| Work required |
Please output the whole listing below exactly as it is.

| Provided records |

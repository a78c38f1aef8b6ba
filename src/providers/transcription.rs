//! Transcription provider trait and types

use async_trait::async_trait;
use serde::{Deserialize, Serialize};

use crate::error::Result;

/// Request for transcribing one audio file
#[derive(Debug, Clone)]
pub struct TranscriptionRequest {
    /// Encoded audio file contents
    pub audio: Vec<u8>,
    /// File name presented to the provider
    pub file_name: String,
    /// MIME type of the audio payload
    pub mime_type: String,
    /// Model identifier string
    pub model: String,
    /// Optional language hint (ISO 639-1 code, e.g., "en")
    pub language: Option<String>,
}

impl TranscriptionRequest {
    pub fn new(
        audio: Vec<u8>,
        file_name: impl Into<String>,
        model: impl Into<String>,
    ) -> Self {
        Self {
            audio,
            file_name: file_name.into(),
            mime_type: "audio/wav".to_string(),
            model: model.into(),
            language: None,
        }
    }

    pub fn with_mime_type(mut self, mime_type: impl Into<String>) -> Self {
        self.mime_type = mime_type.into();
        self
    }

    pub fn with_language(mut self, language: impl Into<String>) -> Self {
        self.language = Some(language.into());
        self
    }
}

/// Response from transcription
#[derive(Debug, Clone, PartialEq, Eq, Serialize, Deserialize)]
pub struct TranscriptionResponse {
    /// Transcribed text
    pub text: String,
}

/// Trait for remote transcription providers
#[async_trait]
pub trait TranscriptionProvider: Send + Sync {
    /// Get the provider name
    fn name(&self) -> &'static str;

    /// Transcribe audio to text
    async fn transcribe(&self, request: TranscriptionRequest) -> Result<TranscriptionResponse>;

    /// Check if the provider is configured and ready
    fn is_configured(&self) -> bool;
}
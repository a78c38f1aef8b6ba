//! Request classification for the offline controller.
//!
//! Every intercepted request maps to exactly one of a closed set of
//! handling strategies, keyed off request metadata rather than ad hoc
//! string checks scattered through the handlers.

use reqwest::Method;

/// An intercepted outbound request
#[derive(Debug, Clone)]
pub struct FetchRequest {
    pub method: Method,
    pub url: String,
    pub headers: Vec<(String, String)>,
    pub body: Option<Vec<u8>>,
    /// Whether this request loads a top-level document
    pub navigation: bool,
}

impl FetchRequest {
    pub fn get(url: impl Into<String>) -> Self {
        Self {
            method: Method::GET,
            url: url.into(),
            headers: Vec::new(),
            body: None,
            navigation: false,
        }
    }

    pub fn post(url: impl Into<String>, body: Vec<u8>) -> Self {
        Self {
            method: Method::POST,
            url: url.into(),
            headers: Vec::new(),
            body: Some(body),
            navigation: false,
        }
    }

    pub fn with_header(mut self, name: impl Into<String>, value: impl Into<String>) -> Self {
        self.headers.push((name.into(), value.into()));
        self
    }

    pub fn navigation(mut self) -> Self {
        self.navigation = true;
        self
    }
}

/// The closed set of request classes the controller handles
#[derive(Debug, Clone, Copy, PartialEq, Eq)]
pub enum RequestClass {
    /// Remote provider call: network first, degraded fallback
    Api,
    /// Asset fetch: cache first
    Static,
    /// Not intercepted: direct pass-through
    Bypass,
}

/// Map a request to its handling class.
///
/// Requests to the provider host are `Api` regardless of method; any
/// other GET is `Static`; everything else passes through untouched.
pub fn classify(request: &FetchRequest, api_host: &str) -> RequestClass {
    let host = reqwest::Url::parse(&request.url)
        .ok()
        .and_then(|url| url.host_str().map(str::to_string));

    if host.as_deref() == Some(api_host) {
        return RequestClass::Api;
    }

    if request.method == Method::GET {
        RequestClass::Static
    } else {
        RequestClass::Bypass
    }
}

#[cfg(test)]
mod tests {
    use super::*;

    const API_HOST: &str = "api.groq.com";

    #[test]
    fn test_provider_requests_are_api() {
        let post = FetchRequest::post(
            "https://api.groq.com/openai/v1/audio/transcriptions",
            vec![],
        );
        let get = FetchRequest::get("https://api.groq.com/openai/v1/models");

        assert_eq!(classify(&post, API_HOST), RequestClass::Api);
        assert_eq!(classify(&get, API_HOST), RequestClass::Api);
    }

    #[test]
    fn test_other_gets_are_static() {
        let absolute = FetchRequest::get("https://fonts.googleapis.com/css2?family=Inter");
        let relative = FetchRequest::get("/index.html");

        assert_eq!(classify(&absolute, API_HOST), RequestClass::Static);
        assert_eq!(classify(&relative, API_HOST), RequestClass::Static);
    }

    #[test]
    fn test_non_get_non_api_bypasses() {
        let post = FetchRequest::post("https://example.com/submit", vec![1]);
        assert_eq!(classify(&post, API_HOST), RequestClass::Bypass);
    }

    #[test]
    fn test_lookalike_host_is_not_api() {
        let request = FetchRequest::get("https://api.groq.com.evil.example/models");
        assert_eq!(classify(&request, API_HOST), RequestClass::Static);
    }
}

| Expected answer |
repository a78c38f1aef8b6ba
filename src/providers/transcription.rs
//! Transcription provider trait and types

use async_trait::async_trait;
use serde::{Deserialize, Serialize};

use crate::error::Result;

/// Request for transcribing one audio file
#[derive(Debug, Clone)]
pub struct TranscriptionRequest {
    /// Encoded audio file contents
    pub audio: Vec<u8>,
    /// File name presented to the provider
    pub file_name: String,
    /// MIME type of the audio payload
    pub mime_type: String,
    /// Model identifier string
    pub model: String,
    /// Optional language hint (ISO 639-1 code, e.g., "en")
    pub language: Option<String>,
}

impl TranscriptionRequest {
    pub fn new(
        audio: Vec<u8>,
        file_name: impl Into<String>,
        model: impl Into<String>,
    ) -> Self {
        Self {
            audio,
            file_name: file_name.into(),
            mime_type: "audio/wav".to_string(),
            model: model.into(),
            language: None,
        }
    }

    pub fn with_mime_type(mut self, mime_type: impl Into<String>) -> Self {
        self.mime_type = mime_type.into();
        self
    }

    pub fn with_language(mut self, language: impl Into<String>) -> Self {
        self.language = Some(language.into());
        self
    }
}

/// Response from transcription
#[derive(Debug, Clone, PartialEq, Eq, Serialize, Deserialize)]
pub struct TranscriptionResponse {
    /// Transcribed text
    pub text: String,
}

/// Trait for remote transcription providers
#[async_trait]
pub trait TranscriptionProvider: Send + Sync {
    /// Get the provider name
    fn name(&self) -> &'static str;

    /// Transcribe audio to text
    async fn transcribe(&self, request: TranscriptionRequest) -> Result<TranscriptionResponse>;

    /// Check if the provider is configured and ready
    fn is_configured(&self) -> bool;
}
repository a78c38f1aef8b6ba
//! Request classification for the offline controller.
//!
//! Every intercepted request maps to exactly one of a closed set of
//! handling strategies, keyed off request metadata rather than ad hoc
//! string checks scattered through the handlers.

use reqwest::Method;

/// An intercepted outbound request
#[derive(Debug, Clone)]
pub struct FetchRequest {
    pub method: Method,
    pub url: String,
    pub headers: Vec<(String, String)>,
    pub body: Option<Vec<u8>>,
    /// Whether this request loads a top-level document
    pub navigation: bool,
}

impl FetchRequest {
    pub fn get(url: impl Into<String>) -> Self {
        Self {
            method: Method::GET,
            url: url.into(),
            headers: Vec::new(),
            body: None,
            navigation: false,
        }
    }

    pub fn post(url: impl Into<String>, body: Vec<u8>) -> Self {
        Self {
            method: Method::POST,
            url: url.into(),
            headers: Vec::new(),
            body: Some(body),
            navigation: false,
        }
    }

    pub fn with_header(mut self, name: impl Into<String>, value: impl Into<String>) -> Self {
        self.headers.push((name.into(), value.into()));
        self
    }

    pub fn navigation(mut self) -> Self {
        self.navigation = true;
        self
    }
}

/// The closed set of request classes the controller handles
#[derive(Debug, Clone, Copy, PartialEq, Eq)]
pub enum RequestClass {
    /// Remote provider call: network first, degraded fallback
    Api,
    /// Asset fetch: cache first
    Static,
    /// Not intercepted: direct pass-through
    Bypass,
}

/// Map a request to its handling class.
///
/// Requests to the provider host are `Api` regardless of method; any
/// other GET is `Static`; everything else passes through untouched.
pub fn classify(request: &FetchRequest, api_host: &str) -> RequestClass {
    let host = reqwest::Url::parse(&request.url)
        .ok()
        .and_then(|url| url.host_str().map(str::to_string));

    if host.as_deref() == Some(api_host) {
        return RequestClass::Api;
    }

    if request.method == Method::GET {
        RequestClass::Static
    } else {
        RequestClass::Bypass
    }
}

#[cfg(test)]
mod tests {
    use super::*;

    const API_HOST: &str = "api.groq.com";

    #[test]
    fn test_provider_requests_are_api() {
        let post = FetchRequest::post(
            "https://api.groq.com/openai/v1/audio/transcriptions",
            vec![],
        );
        let get = FetchRequest::get("https://api.groq.com/openai/v1/models");

        assert_eq!(classify(&post, API_HOST), RequestClass::Api);
        assert_eq!(classify(&get, API_HOST), RequestClass::Api);
    }

    #[test]
    fn test_other_gets_are_static() {
        let absolute = FetchRequest::get("https://fonts.googleapis.com/css2?family=Inter");
        let relative = FetchRequest::get("/index.html");

        assert_eq!(classify(&absolute, API_HOST), RequestClass::Static);
        assert_eq!(classify(&relative, API_HOST), RequestClass::Static);
    }

    #[test]
    fn test_non_get_non_api_bypasses() {
        let post = FetchRequest::post("https://example.com/submit", vec![1]);
        assert_eq!(classify(&post, API_HOST), RequestClass::Bypass);
    }

    #[test]
    fn test_lookalike_host_is_not_api() {
        let request = FetchRequest::get("https://api.groq.com.evil.example/models");
        assert_eq!(classify(&request, API_HOST), RequestClass::Static);
    }
}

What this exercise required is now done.